The present invention relates to the field of imaging. More specifically, the present invention relates to improved autofocusing.
A variety of techniques for generating depth maps and autofocusing on objects have been implemented in the past. One method conventionally used in autofocusing devices, such as video cameras, is referred to a hill-climbing method. The method performs focusing by extracting a high-frequency component from a video signal obtained by an image sensing device such as a CCD and driving a taking lens such that the mountain-like characteristic curve of this high-frequency component is a maximum. In another method of autofocusing, the detected intensity of blur width (the width of an edge portion of the object) of a video signal is extracted by a differentiation circuit.
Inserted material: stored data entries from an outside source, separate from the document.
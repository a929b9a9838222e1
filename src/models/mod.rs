pub mod github;
pub mod summary;
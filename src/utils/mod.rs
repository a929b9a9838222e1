pub mod stats;
pub mod validation;
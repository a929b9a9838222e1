use chrono::DateTime;
use std::cmp::Reverse;
use std::collections::HashMap;

/// Rounds half away from zero to `places` decimals.
pub fn round_to(value: f64, places: i32) -> f64 {
    let factor = 10f64.powi(places);
    (value * factor).round() / factor
}

/// Arithmetic mean, or `None` for an empty sample.
pub fn mean(samples: &[i64]) -> Option<f64> {
    if samples.is_empty() {
        return None;
    }
    Some(samples.iter().sum::<i64>() as f64 / samples.len() as f64)
}

/// Whole hours between two RFC 3339 timestamps, truncated toward zero.
pub fn elapsed_hours(start: &str, end: &str) -> Result<i64, chrono::ParseError> {
    let start = DateTime::parse_from_rfc3339(start)?;
    let end = DateTime::parse_from_rfc3339(end)?;
    Ok((end - start).num_hours())
}

/// Keeps the `n` items with the largest key. Equal keys keep their input order.
pub fn top_n_by<T, K, F>(mut items: Vec<T>, n: usize, key: F) -> Vec<T>
where
    K: Ord,
    F: Fn(&T) -> K,
{
    items.sort_by_key(|item| Reverse(key(item)));
    items.truncate(n);
    items
}

/// Occurrence counter that remembers the order keys were first seen in.
#[derive(Debug, Default)]
pub struct FrequencyCounter {
    index: HashMap<String, usize>,
    entries: Vec<(String, usize)>,
    total: usize,
}

impl FrequencyCounter {
    pub fn new() -> Self {
        Self::default()
    }

    pub fn increment(&mut self, key: &str) {
        self.total += 1;
        match self.index.get(key) {
            Some(&slot) => self.entries[slot].1 += 1,
            None => {
                self.index.insert(key.to_string(), self.entries.len());
                self.entries.push((key.to_string(), 1));
            }
        }
    }

    /// Number of increments across all keys.
    pub fn total(&self) -> usize {
        self.total
    }

    pub fn is_empty(&self) -> bool {
        self.entries.is_empty()
    }

    /// Entries in first-seen order.
    pub fn into_entries(self) -> Vec<(String, usize)> {
        self.entries
    }

    /// The `n` most frequent keys, ties in first-seen order.
    pub fn top(self, n: usize) -> Vec<(String, usize)> {
        top_n_by(self.entries, n, |(_, count)| *count)
    }
}
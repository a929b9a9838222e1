use actix_web::{web, App, HttpServer, middleware};
use actix_cors::Cors;
use anyhow::Context;
use dotenv::dotenv;
use log::info;

mod config;
mod error;
mod models;
mod handlers;
mod services;
mod utils;

use config::Config;
use handlers::api::{configure_routes, AppState};
use services::github::GitHubClient;

#[actix_web::main]
async fn main() -> anyhow::Result<()> {
    dotenv().ok();
    env_logger::init();

    let config = Config::from_env().context("Failed to load configuration")?;

    let github_client = GitHubClient::new(
        &config.github_api_url,
        config.github_token.clone(),
        config.page_size,
    )
    .context("Failed to create GitHub client")?;

    info!(
        "Using GitHub API at {} (page size {}, default token {})",
        config.github_api_url,
        github_client.page_size(),
        if config.github_token.is_some() { "set" } else { "not set" }
    );

    let app_state = web::Data::new(AppState::new(github_client));

    let bind_addr = config.bind_addr();
    info!("Starting server on {}", bind_addr);

    HttpServer::new(move || {
        let cors = Cors::permissive();

        App::new()
            .wrap(cors)
            .wrap(middleware::Logger::default())
            .app_data(app_state.clone())
            .configure(configure_routes)
    })
    .bind(&bind_addr)
    .with_context(|| format!("Failed to bind {}", bind_addr))?
    .run()
    .await
    .context("Server terminated with an error")?;

    Ok(())
}
//! SQL text for the statement shapes the entity store issues.

use rowmap_core::{Error, Result, SqlDialect, SqlType, Value};

use crate::mapping::TableMapping;

/// Statement generator for one mapping and dialect.
///
/// All selects return the id column first, then the field columns in slot
/// order. Inserts with an explicit id bind the id first, then the fields.
/// Updates bind the fields first, then the id.
#[derive(Clone, Copy)]
pub struct Statements<'a> {
    mapping: &'a TableMapping,
    dialect: &'a dyn SqlDialect,
}

impl<'a> Statements<'a> {
    /// Create a generator.
    pub fn new(mapping: &'a TableMapping, dialect: &'a dyn SqlDialect) -> Self {
        Self { mapping, dialect }
    }

    /// `SELECT id, f1, ... FROM table`
    pub fn select_all(&self) -> String {
        format!("SELECT {} FROM {}", self.select_list(), self.table())
    }

    /// `SELECT id, f1, ... FROM table WHERE id IN (?, ...)` for `n` keys.
    pub fn select_by_keys(&self, n: usize) -> Result<String> {
        let keys = self.placeholders(1, n)?;
        Ok(format!(
            "{} WHERE {} IN ({})",
            self.select_all(),
            self.id(),
            keys
        ))
    }

    /// Like [`select_by_keys`](Self::select_by_keys) with the keys rendered as
    /// literals of `id_type`.
    pub fn select_by_keys_inline(&self, keys: &[Value], id_type: SqlType) -> Result<String> {
        let keys = self.literals(keys, id_type)?;
        Ok(format!(
            "{} WHERE {} IN ({})",
            self.select_all(),
            self.id(),
            keys
        ))
    }

    /// `INSERT INTO table (id, f1, ...) VALUES (?, ?, ...)`
    pub fn insert(&self) -> String {
        let mut columns = Vec::with_capacity(self.mapping.field_count() + 1);
        columns.push(self.id());
        columns.extend(self.field_columns());
        let placeholders: Vec<String> = (1..=columns.len())
            .map(|i| self.dialect.placeholder(i))
            .collect();
        format!(
            "INSERT INTO {} ({}) VALUES ({})",
            self.table(),
            columns.join(", "),
            placeholders.join(", ")
        )
    }

    /// `INSERT INTO table (f1, ...) VALUES (?, ...)`, leaving the id to the
    /// server. A record without fields inserts `DEFAULT VALUES`.
    pub fn insert_generated(&self) -> String {
        let columns = self.field_columns();
        if columns.is_empty() {
            return format!("INSERT INTO {} DEFAULT VALUES", self.table());
        }
        let placeholders: Vec<String> = (1..=columns.len())
            .map(|i| self.dialect.placeholder(i))
            .collect();
        format!(
            "INSERT INTO {} ({}) VALUES ({})",
            self.table(),
            columns.join(", "),
            placeholders.join(", ")
        )
    }

    /// `UPDATE table SET f1 = ?, ... WHERE id = ?`
    ///
    /// Returns `None` for records without fields, which have nothing to update.
    pub fn update(&self) -> Option<String> {
        let columns = self.field_columns();
        if columns.is_empty() {
            return None;
        }
        let sets: Vec<String> = columns
            .iter()
            .enumerate()
            .map(|(i, col)| format!("{} = {}", col, self.dialect.placeholder(i + 1)))
            .collect();
        Some(format!(
            "UPDATE {} SET {} WHERE {} = {}",
            self.table(),
            sets.join(", "),
            self.id(),
            self.dialect.placeholder(columns.len() + 1)
        ))
    }

    /// `DELETE FROM table WHERE id IN (?, ...)` for `n` keys.
    pub fn delete(&self, n: usize) -> Result<String> {
        let keys = self.placeholders(1, n)?;
        Ok(format!(
            "DELETE FROM {} WHERE {} IN ({})",
            self.table(),
            self.id(),
            keys
        ))
    }

    /// Like [`delete`](Self::delete) with the keys rendered as literals.
    pub fn delete_inline(&self, keys: &[Value], id_type: SqlType) -> Result<String> {
        let keys = self.literals(keys, id_type)?;
        Ok(format!(
            "DELETE FROM {} WHERE {} IN ({})",
            self.table(),
            self.id(),
            keys
        ))
    }

    fn table(&self) -> String {
        self.dialect.escape_identifier(self.mapping.table())
    }

    fn id(&self) -> String {
        self.dialect.escape_identifier(self.mapping.id_column())
    }

    fn field_columns(&self) -> Vec<String> {
        self.mapping
            .columns()
            .iter()
            .map(|c| self.dialect.escape_identifier(c))
            .collect()
    }

    fn select_list(&self) -> String {
        let mut columns = vec![self.id()];
        columns.extend(self.field_columns());
        columns.join(", ")
    }

    fn placeholders(&self, start: usize, n: usize) -> Result<String> {
        if n == 0 {
            return Err(Error::invalid_argument(format!(
                "key list for {} must not be empty",
                self.mapping.table()
            )));
        }
        Ok((start..start + n)
            .map(|i| self.dialect.placeholder(i))
            .collect::<Vec<_>>()
            .join(", "))
    }

    fn literals(&self, keys: &[Value], id_type: SqlType) -> Result<String> {
        if keys.is_empty() {
            return Err(Error::invalid_argument(format!(
                "key list for {} must not be empty",
                self.mapping.table()
            )));
        }
        let rendered = keys
            .iter()
            .map(|k| self.dialect.format_value(k, id_type))
            .collect::<Result<Vec<_>>>()?;
        tracing::trace!(
            dialect = self.dialect.name(),
            table = self.mapping.table(),
            keys = rendered.len(),
            "Rendered inline key list"
        );
        Ok(rendered.join(", "))
    }
}
//! Record metadata and field access.
//!
//! A [`Record`] is a plain struct bound to a table. The entity store never
//! inspects the struct itself; it works on ordered value slots described by
//! [`Record::fields`], and converts to and from the struct only on request
//! through [`Record::to_values`] and [`Record::from_values`].
//!
//! Implementations are normally generated with `#[derive(Record)]`.

use std::fmt::Debug;
use std::hash::Hash;

use num_bigint::BigInt;

use crate::error::{ConfigErrorKind, Error, Result};
use crate::types::SqlType;
use crate::value::{FromValue, Value};

/// Metadata about one non-id field of a record.
#[derive(Debug, Clone, Copy, PartialEq, Eq)]
pub struct FieldInfo {
    /// Rust field name.
    pub name: &'static str,
    /// Default column name (may be overridden by a table mapping).
    pub column_name: &'static str,
    /// SQL type for this field.
    pub sql_type: SqlType,
    /// Whether this field accepts NULL.
    pub nullable: bool,
}

impl FieldInfo {
    /// Create a new, non-null field whose column has the same name.
    pub const fn new(name: &'static str, sql_type: SqlType) -> Self {
        Self {
            name,
            column_name: name,
            sql_type,
            nullable: false,
        }
    }

    /// Set the database column name.
    pub const fn column(mut self, name: &'static str) -> Self {
        self.column_name = name;
        self
    }

    /// Set nullable flag.
    pub const fn nullable(mut self, value: bool) -> Self {
        self.nullable = value;
        self
    }
}

/// The representation family of an identifier type.
#[derive(Debug, Clone, Copy, PartialEq, Eq, Hash)]
pub enum IdKind {
    /// Fixed 32-bit integer.
    Int,
    /// Fixed 64-bit integer.
    BigInt,
    /// Arbitrary-precision integer.
    BigNum,
    /// Textual key (UUIDs, natural keys).
    Text,
}

impl IdKind {
    /// Whether this id kind is an integer family.
    pub const fn is_integer(&self) -> bool {
        !matches!(self, IdKind::Text)
    }

    /// Whether a catalog column of `sql_type` can hold ids of this kind.
    pub const fn accepts_sql_type(&self, sql_type: SqlType) -> bool {
        match self {
            IdKind::Int | IdKind::BigInt | IdKind::BigNum => matches!(
                sql_type,
                SqlType::TinyInt
                    | SqlType::SmallInt
                    | SqlType::Integer
                    | SqlType::BigInt
                    | SqlType::Numeric
                    | SqlType::Other(_)
            ),
            IdKind::Text => matches!(sql_type, SqlType::Text | SqlType::Other(_)),
        }
    }

    /// Whether `value` is already in the representation this kind expects.
    pub fn accepts_value(&self, value: &Value) -> bool {
        match (self, value) {
            (IdKind::Int, Value::Int(_))
            | (IdKind::BigInt, Value::BigInt(_))
            | (IdKind::BigNum, Value::BigNum(_))
            | (IdKind::Text, Value::Text(_)) => true,
            _ => false,
        }
    }
}

/// A type usable as a record identifier.
pub trait RecordId: Clone + Eq + Hash + Debug + Send + Sync + 'static {
    /// Representation family.
    const KIND: IdKind;

    /// Convert to a statement parameter.
    fn to_value(&self) -> Value;

    /// Convert from a fetched or generated value.
    fn from_value(value: &Value) -> Result<Self>;
}

impl RecordId for i32 {
    const KIND: IdKind = IdKind::Int;

    fn to_value(&self) -> Value {
        Value::Int(*self)
    }

    fn from_value(value: &Value) -> Result<Self> {
        <i32 as FromValue>::from_value(value)
    }
}

impl RecordId for i64 {
    const KIND: IdKind = IdKind::BigInt;

    fn to_value(&self) -> Value {
        Value::BigInt(*self)
    }

    fn from_value(value: &Value) -> Result<Self> {
        <i64 as FromValue>::from_value(value)
    }
}

impl RecordId for BigInt {
    const KIND: IdKind = IdKind::BigNum;

    fn to_value(&self) -> Value {
        Value::BigNum(self.clone())
    }

    fn from_value(value: &Value) -> Result<Self> {
        <BigInt as FromValue>::from_value(value)
    }
}

impl RecordId for String {
    const KIND: IdKind = IdKind::Text;

    fn to_value(&self) -> Value {
        Value::Text(self.clone())
    }

    fn from_value(value: &Value) -> Result<Self> {
        <String as FromValue>::from_value(value)
    }
}

/// A plain record type bound to a table.
pub trait Record: Send + Sync + Sized + 'static {
    /// Identifier type.
    type Id: RecordId;

    /// Default table name.
    const TABLE_NAME: &'static str;

    /// Default id column name.
    const ID_COLUMN: &'static str = "id";

    /// Non-id fields, in slot order.
    fn fields() -> &'static [FieldInfo];

    /// Values of the non-id fields, in slot order.
    fn to_values(&self) -> Vec<Value>;

    /// Build a record from slot values.
    fn from_values(values: &[Value]) -> Result<Self>;
}

/// Resolve a field name to its slot index.
pub fn field_index<R: Record>(name: &str) -> Result<usize> {
    R::fields()
        .iter()
        .position(|f| f.name == name)
        .ok_or_else(|| {
            Error::config(
                ConfigErrorKind::UnknownField,
                format!("{} has no field '{}'", std::any::type_name::<R>(), name),
            )
        })
}

/// Read access to the fields of something record-shaped.
///
/// Implemented by bound entities and drafts. Generated `<Name>Fields` traits
/// build typed getters on top of this.
pub trait FieldRead {
    /// The record type whose fields are exposed.
    type Record: Record;

    /// Current value of a field.
    fn read(&self, field: &str) -> Result<Value>;

    /// Current value of a field, converted to `T`.
    fn read_as<T: FromValue>(&self, field: &str) -> Result<T> {
        let value = self.read(field)?;
        T::from_value(&value).map_err(|e| match e {
            Error::Type(t) => Error::Type(t.with_column(field)),
            other => other,
        })
    }
}

/// Write access to the fields of something record-shaped.
pub trait FieldWrite: FieldRead {
    /// Stage a new value for a field.
    fn write(&mut self, field: &str, value: Value) -> Result<()>;
}
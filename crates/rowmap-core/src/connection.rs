//! Contracts for the executor, transaction and catalog collaborators.
//!
//! The entity store does not talk to a database directly. A driver provides a
//! [`Connection`], which can run statements on its own (autocommit), describe
//! table columns, and open a transaction. All calls block until the round trip
//! completes; timeouts and cancellation belong to the driver.

use serde::{Deserialize, Serialize};

use crate::dialect::SqlDialect;
use crate::error::Result;
use crate::row::Row;
use crate::types::ColumnInfo;
use crate::value::Value;

/// Transaction isolation level.
#[derive(Debug, Clone, Copy, PartialEq, Eq, Default, Serialize, Deserialize)]
#[serde(rename_all = "snake_case")]
pub enum IsolationLevel {
    /// Dirty reads allowed. Used for writes unless configured otherwise.
    #[default]
    ReadUncommitted,
    /// Only committed data is visible.
    ReadCommitted,
    /// Repeated reads within the transaction see the same rows.
    RepeatableRead,
    /// Full serializability.
    Serializable,
}

impl IsolationLevel {
    /// SQL keywords for `SET TRANSACTION ISOLATION LEVEL ...`.
    pub const fn as_sql(&self) -> &'static str {
        match self {
            IsolationLevel::ReadUncommitted => "READ UNCOMMITTED",
            IsolationLevel::ReadCommitted => "READ COMMITTED",
            IsolationLevel::RepeatableRead => "REPEATABLE READ",
            IsolationLevel::Serializable => "SERIALIZABLE",
        }
    }
}

/// Statement execution.
pub trait Executor {
    /// Run a query and return all rows.
    fn query(&self, sql: &str, params: &[Value]) -> Result<Vec<Row>>;

    /// Run a statement and return the number of affected rows.
    fn execute(&self, sql: &str, params: &[Value]) -> Result<u64>;

    /// Run a single-row INSERT and return the generated key, if the driver
    /// reports one.
    fn insert(&self, sql: &str, params: &[Value]) -> Result<Option<Value>>;

    /// Run one statement shape once per parameter row, in order, and return
    /// the affected-row count for each. Counts are matched rows, so an update
    /// that leaves a row unchanged still reports 1.
    ///
    /// An error may leave earlier rows of the batch applied; callers that need
    /// atomicity run batches inside a transaction.
    fn batch_execute(&self, sql: &str, rows: &[Vec<Value>]) -> Result<Vec<u64>> {
        rows.iter().map(|params| self.execute(sql, params)).collect()
    }
}

/// An open transaction.
///
/// Dropping a transaction without calling [`commit`](Self::commit) must roll
/// it back.
pub trait TransactionOps: Executor {
    /// Commit the transaction.
    fn commit(self) -> Result<()>;

    /// Roll back the transaction.
    fn rollback(self) -> Result<()>;
}

/// A database connection.
pub trait Connection: Executor + Send + Sync {
    /// Transaction type borrowed from this connection.
    type Tx<'conn>: TransactionOps
    where
        Self: 'conn;

    /// Formatter used for all SQL text sent over this connection.
    fn dialect(&self) -> &dyn SqlDialect;

    /// Column metadata for `table`. An unknown table yields an empty list.
    fn table_columns(&self, table: &str) -> Result<Vec<ColumnInfo>>;

    /// Begin a transaction at the given isolation level.
    fn begin_with(&self, isolation: IsolationLevel) -> Result<Self::Tx<'_>>;

    /// Begin a transaction at the default isolation level.
    fn begin(&self) -> Result<Self::Tx<'_>> {
        self.begin_with(IsolationLevel::default())
    }
}

#[cfg(test)]
mod tests {
    use super::*;

    #[test]
    fn test_isolation_sql() {
        assert_eq!(IsolationLevel::default(), IsolationLevel::ReadUncommitted);
        assert_eq!(IsolationLevel::Serializable.as_sql(), "SERIALIZABLE");
    }

    #[test]
    fn test_isolation_serde() {
        let json = serde_json::to_string(&IsolationLevel::RepeatableRead).unwrap();
        assert_eq!(json, "\"repeatable_read\"");
        let back: IsolationLevel = serde_json::from_str("\"read_committed\"").unwrap();
        assert_eq!(back, IsolationLevel::ReadCommitted);
    }
}
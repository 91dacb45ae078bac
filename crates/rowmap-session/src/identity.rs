//! Per-type identity cache.
//!
//! Maps identifiers to the single live [`Entity`] for that identifier. The
//! mutex is held only for the in-memory work of each call, never across a
//! database round trip.

use std::collections::HashMap;
use std::sync::{Mutex, MutexGuard, PoisonError};

use rowmap_core::{Record, Value};

use crate::entity::Entity;

/// Identifier to entity map for one record type.
pub struct IdentityCache<R: Record> {
    entries: Mutex<HashMap<R::Id, Entity<R>>>,
}

impl<R: Record> IdentityCache<R> {
    /// Create an empty cache.
    pub fn new() -> Self {
        Self {
            entries: Mutex::new(HashMap::new()),
        }
    }

    fn lock(&self) -> MutexGuard<'_, HashMap<R::Id, Entity<R>>> {
        self.entries.lock().unwrap_or_else(PoisonError::into_inner)
    }

    /// Cached entity for `id`.
    pub fn get(&self, id: &R::Id) -> Option<Entity<R>> {
        self.lock().get(id).cloned()
    }

    /// Map the entity's id to it, returning the instance it replaced.
    pub fn put(&self, entity: Entity<R>) -> Option<Entity<R>> {
        self.lock().insert(entity.id().clone(), entity)
    }

    /// Whether `id` is cached.
    pub fn contains(&self, id: &R::Id) -> bool {
        self.lock().contains_key(id)
    }

    /// Remove `id`, returning the evicted entity.
    pub fn remove(&self, id: &R::Id) -> Option<Entity<R>> {
        self.lock().remove(id)
    }

    /// Remove every id in `ids`, returning the evicted entities.
    pub fn remove_all<'a, I>(&self, ids: I) -> Vec<Entity<R>>
    where
        I: IntoIterator<Item = &'a R::Id>,
    {
        let mut entries = self.lock();
        ids.into_iter().filter_map(|id| entries.remove(id)).collect()
    }

    /// Snapshot of the cached ids.
    pub fn all_ids(&self) -> Vec<R::Id> {
        self.lock().keys().cloned().collect()
    }

    /// Snapshot of the cached entities.
    pub fn all_values(&self) -> Vec<Entity<R>> {
        self.lock().values().cloned().collect()
    }

    /// Number of cached entities.
    pub fn len(&self) -> usize {
        self.lock().len()
    }

    /// Whether the cache is empty.
    pub fn is_empty(&self) -> bool {
        self.lock().is_empty()
    }

    /// Update the cached entity for `id` in place, or create and cache one.
    ///
    /// Lookup and insert happen under one lock, so concurrent calls for the
    /// same id agree on a single instance.
    pub(crate) fn materialize_or_populate(&self, id: R::Id, values: Vec<Value>) -> Entity<R> {
        let mut entries = self.lock();
        if let Some(existing) = entries.get(&id) {
            existing.populate(values);
            return existing.clone();
        }
        let entity = Entity::new(id.clone(), values);
        entries.insert(id, entity.clone());
        entity
    }

    /// Apply a batch of fetched rows under one lock.
    pub(crate) fn materialize_all(&self, rows: Vec<(R::Id, Vec<Value>)>) -> Vec<Entity<R>> {
        let mut entries = self.lock();
        rows.into_iter()
            .map(|(id, values)| match entries.get(&id) {
                Some(existing) => {
                    existing.populate(values);
                    existing.clone()
                }
                None => {
                    let entity = Entity::new(id.clone(), values);
                    entries.insert(id, entity.clone());
                    entity
                }
            })
            .collect()
    }
}

impl<R: Record> Default for IdentityCache<R> {
    fn default() -> Self {
        Self::new()
    }
}

#[cfg(test)]
mod tests {
    use super::*;
    use rowmap_core::{FieldInfo, Result, SqlType};
    use std::sync::Arc;

    struct Tag;

    impl Record for Tag {
        type Id = i32;
        const TABLE_NAME: &'static str = "tags";

        fn fields() -> &'static [FieldInfo] {
            static FIELDS: [FieldInfo; 1] = [FieldInfo::new("label", SqlType::Text)];
            &FIELDS
        }

        fn to_values(&self) -> Vec<Value> {
            vec![Value::Null]
        }

        fn from_values(_values: &[Value]) -> Result<Self> {
            Ok(Tag)
        }
    }

    fn label(s: &str) -> Vec<Value> {
        vec![Value::Text(s.to_string())]
    }

    #[test]
    fn test_materialize_preserves_identity() {
        let cache = IdentityCache::<Tag>::new();
        let first = cache.materialize_or_populate(1, label("a"));
        let second = cache.materialize_or_populate(1, label("b"));
        assert_eq!(first, second);
        assert_eq!(first.get("label").unwrap(), Value::Text("b".into()));
        assert_eq!(cache.len(), 1);
    }

    #[test]
    fn test_put_replaces() {
        let cache = IdentityCache::<Tag>::new();
        let a = Entity::new(1, label("a"));
        let b = Entity::new(1, label("b"));
        assert!(cache.put(a.clone()).is_none());
        assert_eq!(cache.put(b.clone()), Some(a));
        assert_eq!(cache.get(&1), Some(b));
    }

    #[test]
    fn test_remove_all() {
        let cache = IdentityCache::<Tag>::new();
        cache.materialize_all(vec![(1, label("a")), (2, label("b")), (3, label("c"))]);
        let removed = cache.remove_all(&[1, 3, 4]);
        assert_eq!(removed.len(), 2);
        assert!(!cache.contains(&1));
        assert!(cache.contains(&2));
        assert_eq!(cache.all_ids(), vec![2]);
    }

    #[test]
    fn test_concurrent_materialize_yields_one_instance() {
        let cache = Arc::new(IdentityCache::<Tag>::new());
        let handles: Vec<_> = (0..8)
            .map(|i| {
                let cache = Arc::clone(&cache);
                std::thread::spawn(move || cache.materialize_or_populate(42, label(&i.to_string())))
            })
            .collect();
        let entities: Vec<_> = handles.into_iter().map(|h| h.join().unwrap()).collect();
        assert!(entities.iter().all(|e| *e == entities[0]));
        assert_eq!(cache.len(), 1);
    }
}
A wide range of optical distance finding apparatus and processes are known. Such apparatus and processes may be characterized as cameras which record distance information that are often referred to as depth maps of three-dimensional spatial scenes. Some conventional two-dimensional range finding cameras record the brightness of objects illuminated by incident or reflected light. The range finding cameras record images and analyze the brightness of the two-dimensional image to determine its distance from the camera. These cameras and methods have significant drawbacks as they require controlled lighting conditions and high light intensity discrimination.
Another method involves measuring the error in focus, the focal gradient, and employs the focal gradient to estimate the depth. Such a method is disclosed in the paper entitled “A New Sense for Depth Field” by Alex P. Pentland published in the Proceedings of the International Joint Conference on Artificial Intelligence, August, 1985 and revised and republished without substantive change in July 1987 in IEEE Transactions on Pattern Analysis and Machine Intelligence, Volume PAMI-9, No. 4. Pentland discusses a method of depth-map recovery which uses a single image of a scene, containing edges that are step discontinuities in the focused image. This method requires the knowledge of the location of these edges, and this method cannot be used if there are no perfect step edges in the scene.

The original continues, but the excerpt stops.